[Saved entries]
○ ○ ○ ○ ○
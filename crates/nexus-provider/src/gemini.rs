//! Google Gemini API provider
//!
//! https://ai.google.dev/api/generate-content

use async_trait::async_trait;
use reqwest::StatusCode;
use serde::{Deserialize, Serialize};

use crate::{Credential, LlmProvider, LlmRequest, LlmResponse, ProviderError};

pub const GEMINI_API_BASE: &str = "https://generativelanguage.googleapis.com/v1beta";
const PROVIDER: &str = "gemini";

#[derive(Debug, Clone)]
pub struct GeminiProvider {
    client: reqwest::Client,
    base_url: String,
}

impl Default for GeminiProvider {
    fn default() -> Self {
        Self::new(GEMINI_API_BASE)
    }
}

impl GeminiProvider {
    pub fn new(base_url: impl Into<String>) -> Self {
        Self {
            client: reqwest::Client::builder()
                .timeout(std::time::Duration::from_secs(120))
                .build()
                .unwrap_or_default(),
            base_url: base_url.into().trim_end_matches('/').to_string(),
        }
    }

    fn build_request(&self, request: &LlmRequest) -> GeminiRequest {
        let contents = request
            .messages
            .iter()
            .filter(|msg| !msg.content.is_empty())
            .map(|msg| {
                let role = match msg.role.as_str() {
                    "assistant" | "model" => "model",
                    _ => "user",
                };
                GeminiContent {
                    role: role.to_string(),
                    parts: vec![GeminiPart {
                        text: msg.content.clone(),
                    }],
                }
            })
            .collect();

        GeminiRequest {
            contents,
            system_instruction: request.system.as_ref().map(|s| GeminiContent {
                role: "user".to_string(),
                parts: vec![GeminiPart { text: s.clone() }],
            }),
            generation_config: Some(GeminiGenerationConfig {
                max_output_tokens: Some(request.max_tokens),
                temperature: request.temperature,
            }),
        }
    }
}

#[async_trait]
impl LlmProvider for GeminiProvider {
    fn name(&self) -> &str {
        PROVIDER
    }

    async fn chat(
        &self,
        credential: &Credential,
        request: LlmRequest,
    ) -> Result<LlmResponse, ProviderError> {
        let url = format!("{}/models/{}:generateContent", self.base_url, request.model);
        let payload = self.build_request(&request);

        let resp = self
            .client
            .post(&url)
            .header("x-goog-api-key", credential.expose())
            .header("content-type", "application/json")
            .json(&payload)
            .send()
            .await
            .map_err(|e| ProviderError::from_reqwest(PROVIDER, e))?;

        let status = resp.status();
        if status != StatusCode::OK {
            let text = resp.text().await.unwrap_or_default();
            return Err(ProviderError::from_status(PROVIDER, status.as_u16(), &text));
        }

        let body: GeminiResponse = resp
            .json()
            .await
            .map_err(|e| ProviderError::from_reqwest(PROVIDER, e))?;
        to_llm_response(body)
    }
}

fn to_llm_response(body: GeminiResponse) -> Result<LlmResponse, ProviderError> {
    let candidate = body.candidates.first().ok_or_else(|| ProviderError::Decode {
        provider: PROVIDER.to_string(),
        message: "empty candidates".to_string(),
    })?;

    let text: String = candidate
        .content
        .as_ref()
        .map(|c| c.parts.iter().map(|p| p.text.as_str()).collect())
        .unwrap_or_default();

    let stop_reason = match candidate.finish_reason.as_deref() {
        Some("STOP") => Some("end_turn".to_string()),
        Some("MAX_TOKENS") => Some("max_tokens".to_string()),
        Some("SAFETY") => Some("safety".to_string()),
        Some(r) => Some(r.to_lowercase()),
        None => None,
    };

    Ok(LlmResponse {
        text,
        input_tokens: body.usage_metadata.as_ref().map(|u| u.prompt_token_count),
        output_tokens: body
            .usage_metadata
            .as_ref()
            .map(|u| u.candidates_token_count),
        stop_reason,
    })
}

#[derive(Debug, Clone, Serialize)]
#[serde(rename_all = "camelCase")]
struct GeminiRequest {
    contents: Vec<GeminiContent>,
    #[serde(skip_serializing_if = "Option::is_none")]
    system_instruction: Option<GeminiContent>,
    #[serde(skip_serializing_if = "Option::is_none")]
    generation_config: Option<GeminiGenerationConfig>,
}

#[derive(Debug, Clone, Serialize, Deserialize)]
struct GeminiContent {
    #[serde(default)]
    role: String,
    #[serde(default)]
    parts: Vec<GeminiPart>,
}

#[derive(Debug, Clone, Serialize, Deserialize)]
struct GeminiPart {
    #[serde(default)]
    text: String,
}

#[derive(Debug, Clone, Serialize)]
#[serde(rename_all = "camelCase")]
struct GeminiGenerationConfig {
    #[serde(skip_serializing_if = "Option::is_none")]
    max_output_tokens: Option<u32>,
    #[serde(skip_serializing_if = "Option::is_none")]
    temperature: Option<f32>,
}

#[derive(Debug, Clone, Deserialize)]
#[serde(rename_all = "camelCase")]
struct GeminiResponse {
    #[serde(default)]
    candidates: Vec<GeminiCandidate>,
    #[serde(default)]
    usage_metadata: Option<GeminiUsageMetadata>,
}

#[derive(Debug, Clone, Deserialize)]
#[serde(rename_all = "camelCase")]
struct GeminiCandidate {
    #[serde(default)]
    content: Option<GeminiContent>,
    #[serde(default)]
    finish_reason: Option<String>,
}

#[derive(Debug, Clone, Deserialize)]
#[serde(rename_all = "camelCase")]
struct GeminiUsageMetadata {
    #[serde(default)]
    prompt_token_count: u32,
    #[serde(default)]
    candidates_token_count: u32,
}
○ ○ ○ ○ ○
Your task:
After reading the records above, transcribe them verbatim.

Written answer:
filename crates/nexus-provider/src/gemini.rs
//! Google Gemini API provider
//!
//! https://ai.google.dev/api/generate-content

use async_trait::async_trait;
use reqwest::StatusCode;
use serde::{Deserialize, Serialize};

use crate::{Credential, LlmProvider, LlmRequest, LlmResponse, ProviderError};

pub const GEMINI_API_BASE: &str = "https://generativelanguage.googleapis.com/v1beta";
const PROVIDER: &str = "gemini";

#[derive(Debug, Clone)]
pub struct GeminiProvider {
    client: reqwest::Client,
    base_url: String,
}

impl Default for GeminiProvider {
    fn default() -> Self {
        Self::new(GEMINI_API_BASE)
    }
}

impl GeminiProvider {
    pub fn new(base_url: impl Into<String>) -> Self {
        Self {
            client: reqwest::Client::builder()
                .timeout(std::time::Duration::from_secs(120))
                .build()
                .unwrap_or_default(),
            base_url: base_url.into().trim_end_matches('/').to_string(),
        }
    }

    fn build_request(&self, request: &LlmRequest) -> GeminiRequest {
        let contents = request
            .messages
            .iter()
            .filter(|msg| !msg.content.is_empty())
            .map(|msg| {
                let role = match msg.role.as_str() {
                    "assistant" | "model" => "model",
                    _ => "user",
                };
                GeminiContent {
                    role: role.to_string(),
                    parts: vec![GeminiPart {
                        text: msg.content.clone(),
                    }],
                }
            })
            .collect();

        GeminiRequest {
            contents,
            system_instruction: request.system.as_ref().map(|s| GeminiContent {
                role: "user".to_string(),
                parts: vec![GeminiPart { text: s.clone() }],
            }),
            generation_config: Some(GeminiGenerationConfig {
                max_output_tokens: Some(request.max_tokens),
                temperature: request.temperature,
            }),
        }
    }
}

#[async_trait]
impl LlmProvider for GeminiProvider {
    fn name(&self) -> &str {
        PROVIDER
    }

    async fn chat(
        &self,
        credential: &Credential,
        request: LlmRequest,
    ) -> Result<LlmResponse, ProviderError> {
        let url = format!("{}/models/{}:generateContent", self.base_url, request.model);
        let payload = self.build_request(&request);

        let resp = self
            .client
            .post(&url)
            .header("x-goog-api-key", credential.expose())
            .header("content-type", "application/json")
            .json(&payload)
            .send()
            .await
            .map_err(|e| ProviderError::from_reqwest(PROVIDER, e))?;

        let status = resp.status();
        if status != StatusCode::OK {
            let text = resp.text().await.unwrap_or_default();
            return Err(ProviderError::from_status(PROVIDER, status.as_u16(), &text));
        }

        let body: GeminiResponse = resp
            .json()
            .await
            .map_err(|e| ProviderError::from_reqwest(PROVIDER, e))?;
        to_llm_response(body)
    }
}

fn to_llm_response(body: GeminiResponse) -> Result<LlmResponse, ProviderError> {
    let candidate = body.candidates.first().ok_or_else(|| ProviderError::Decode {
        provider: PROVIDER.to_string(),
        message: "empty candidates".to_string(),
    })?;

    let text: String = candidate
        .content
        .as_ref()
        .map(|c| c.parts.iter().map(|p| p.text.as_str()).collect())
        .unwrap_or_default();

    let stop_reason = match candidate.finish_reason.as_deref() {
        Some("STOP") => Some("end_turn".to_string()),
        Some("MAX_TOKENS") => Some("max_tokens".to_string()),
        Some("SAFETY") => Some("safety".to_string()),
        Some(r) => Some(r.to_lowercase()),
        None => None,
    };

    Ok(LlmResponse {
        text,
        input_tokens: body.usage_metadata.as_ref().map(|u| u.prompt_token_count),
        output_tokens: body
            .usage_metadata
            .as_ref()
            .map(|u| u.candidates_token_count),
        stop_reason,
    })
}

#[derive(Debug, Clone, Serialize)]
#[serde(rename_all = "camelCase")]
struct GeminiRequest {
    contents: Vec<GeminiContent>,
    #[serde(skip_serializing_if = "Option::is_none")]
    system_instruction: Option<GeminiContent>,
    #[serde(skip_serializing_if = "Option::is_none")]
    generation_config: Option<GeminiGenerationConfig>,
}

#[derive(Debug, Clone, Serialize, Deserialize)]
struct GeminiContent {
    #[serde(default)]
    role: String,
    #[serde(default)]
    parts: Vec<GeminiPart>,
}

#[derive(Debug, Clone, Serialize, Deserialize)]
struct GeminiPart {
    #[serde(default)]
    text: String,
}

#[derive(Debug, Clone, Serialize)]
#[serde(rename_all = "camelCase")]
struct GeminiGenerationConfig {
    #[serde(skip_serializing_if = "Option::is_none")]
    max_output_tokens: Option<u32>,
    #[serde(skip_serializing_if = "Option::is_none")]
    temperature: Option<f32>,
}

#[derive(Debug, Clone, Deserialize)]
#[serde(rename_all = "camelCase")]
struct GeminiResponse {
    #[serde(default)]
    candidates: Vec<GeminiCandidate>,
    #[serde(default)]
    usage_metadata: Option<GeminiUsageMetadata>,
}

#[derive(Debug, Clone, Deserialize)]
#[serde(rename_all = "camelCase")]
struct GeminiCandidate {
    #[serde(default)]
    content: Option<GeminiContent>,
    #[serde(default)]
    finish_reason: Option<String>,
}

#[derive(Debug, Clone, Deserialize)]
#[serde(rename_all = "camelCase")]
struct GeminiUsageMetadata {
    #[serde(default)]
    prompt_token_count: u32,
    #[serde(default)]
    candidates_token_count: u32,
}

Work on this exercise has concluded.